Cardiac Evaluation Approaches

Canine heart is a four-chambered organ having two atria, two ventricles, mitral valve, tricuspid valve, aortic valve, pulmonary valve, arteries, arterioles, veins, and venules. The major function of the heart is to provide nutrients to all organs of the body and to remove the waste products of metabolism from the organs of the body through its pumping action. Malfunctioning of pumping action and/or electrical events in the heart adversely affects nutrient and oxygen supply to organs and removal of waste products from the body making the survival reasonably difficult.
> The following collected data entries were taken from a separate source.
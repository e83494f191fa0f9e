//! HTTP gateway (Axum) for summary evaluation.
//!
//! This module is primarily used by the `summeval` server binary.

#![allow(missing_docs)]

pub mod error;
pub mod handler;
pub mod request;
pub mod state;


use std::time::Duration;

use axum::{
    Json, Router,
    extract::State,
    http::{HeaderMap, Method, StatusCode, header, header::HeaderValue},
    response::{IntoResponse, Response},
    routing::{get, post},
};
use tower_http::cors::{Any, CorsLayer};
use tower_http::trace::TraceLayer;

pub use handler::{
    batch_evaluate_handler, catalog_evaluate_handler, compare_texts_handler,
    evaluate_summary_handler, get_video_handler, list_videos_handler, not_found_handler,
    similarity_score_handler,
};
pub use state::HandlerState;

use summeval::constants::{
    SERVICE_NAME, SUMMEVAL_STATUS_ERROR, SUMMEVAL_STATUS_HEADER, SUMMEVAL_STATUS_HEALTHY,
    SUMMEVAL_STATUS_READY,
};

const CORS_MAX_AGE: Duration = Duration::from_secs(86_400);

pub fn create_router_with_state(state: HandlerState) -> Router {
    Router::new()
        .route("/health", get(health_handler))
        .route("/healthz", get(health_handler))
        .route("/ready", get(ready_handler))
        .route("/evaluate-summary", post(evaluate_summary_handler))
        .route("/compare-texts", post(compare_texts_handler))
        .route("/batch-evaluate", post(batch_evaluate_handler))
        .route("/similarity-score", post(similarity_score_handler))
        .route("/api/videos", get(list_videos_handler))
        .route("/api/videos/{id}", get(get_video_handler))
        .route("/api/evaluate", post(catalog_evaluate_handler))
        .fallback(not_found_handler)
        .layer(cors_layer())
        .layer(TraceLayer::new_for_http())
        .with_state(state)
}

fn cors_layer() -> CorsLayer {
    CorsLayer::new()
        .allow_origin(Any)
        .allow_methods([
            Method::GET,
            Method::POST,
            Method::PUT,
            Method::DELETE,
            Method::OPTIONS,
        ])
        .allow_headers([header::CONTENT_TYPE, header::AUTHORIZATION])
        .max_age(CORS_MAX_AGE)
}

#[derive(serde::Serialize)]
pub struct HealthResponse {
    pub status: &'static str,
    pub service: &'static str,
}

#[derive(serde::Serialize)]
pub struct ReadyResponse {
    pub status: &'static str,
    pub components: ComponentStatus,
}

#[derive(serde::Serialize)]
pub struct ComponentStatus {
    pub http: &'static str,
    pub embedder: &'static str,
    pub embedder_mode: &'static str,
    pub catalog: &'static str,
    pub catalog_videos: usize,
    pub default_method: &'static str,
}

#[tracing::instrument]
pub async fn health_handler() -> Response {
    let mut headers = HeaderMap::new();
    headers.insert(
        SUMMEVAL_STATUS_HEADER,
        HeaderValue::from_static(SUMMEVAL_STATUS_HEALTHY),
    );

    (
        StatusCode::OK,
        headers,
        Json(HealthResponse {
            status: SUMMEVAL_STATUS_HEALTHY,
            service: SERVICE_NAME,
        }),
    )
        .into_response()
}

#[tracing::instrument(skip(state))]
pub async fn ready_handler(State(state): State<HandlerState>) -> Response {
    let is_stub = state.evaluator.is_embedder_stub();
    let embedder_mode = if is_stub { "stub" } else { "real" };

    let catalog_status = if state.catalog.is_empty() {
        SUMMEVAL_STATUS_ERROR
    } else {
        SUMMEVAL_STATUS_READY
    };

    let components = ComponentStatus {
        http: SUMMEVAL_STATUS_READY,
        embedder: SUMMEVAL_STATUS_READY,
        embedder_mode,
        catalog: catalog_status,
        catalog_videos: state.catalog.len(),
        default_method: state.evaluator.default_method().as_str(),
    };

    let is_ready = components.catalog == SUMMEVAL_STATUS_READY;

    let status_code = if is_ready {
        StatusCode::OK
    } else {
        StatusCode::SERVICE_UNAVAILABLE
    };
    let status_msg = if is_ready {
        SUMMEVAL_STATUS_READY
    } else {
        "pending"
    };

    let mut headers = HeaderMap::new();
    headers.insert(SUMMEVAL_STATUS_HEADER, HeaderValue::from_static(status_msg));

    (
        status_code,
        headers,
        Json(ReadyResponse {
            status: status_msg,
            components,
        }),
    )
        .into_response()
}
During recent years cardiac disorders in canines have assumed greater significance owing to its frequent occurrence and variable outcome. Cardiac functioning is affected not only in primary heart diseases but also in diseases of other organs. Without correct diagnosis of cardiac abnormalities, treatment may be futile with a fatal outcome. Nowadays diagnosis of cardiac abnormalities is facilitated with the aid of modern diagnostic technology. Though clinical examination plays a significant role in the diagnosis of heart diseases, clinical significance of murmurs and/or arrhythmias is baffling without further investigations. Sometimes non-cardiac ailments also manifest symptoms mimicking heart diseases. Clinical signs such as coughing, tiredness, weakness, dyspnea, and respiratory crackling are also evident in lung diseases and need differentiation whether these signs are due to cardiac or pulmonary origin. Before the advent of electrocardiography much reliance was paid to ancillary approach (analyzing history, clinical symptoms, and clinical examination) that lacks differentiating ability of various cardiac diseases. Nowadays it is possible to evaluate animals at risk of cardiac diseases even when clinical manifestations are not apparent. Recent advances in cardiology during last few decades, most notably in the areas of diagnostic imaging and biomarkers, have considerably improved our diagnostic skill in differentiating various heart diseases of which diagnosis was unimaginable during the early twentieth century. A bird eye view of different systematic approaches for evaluating heart is presented below.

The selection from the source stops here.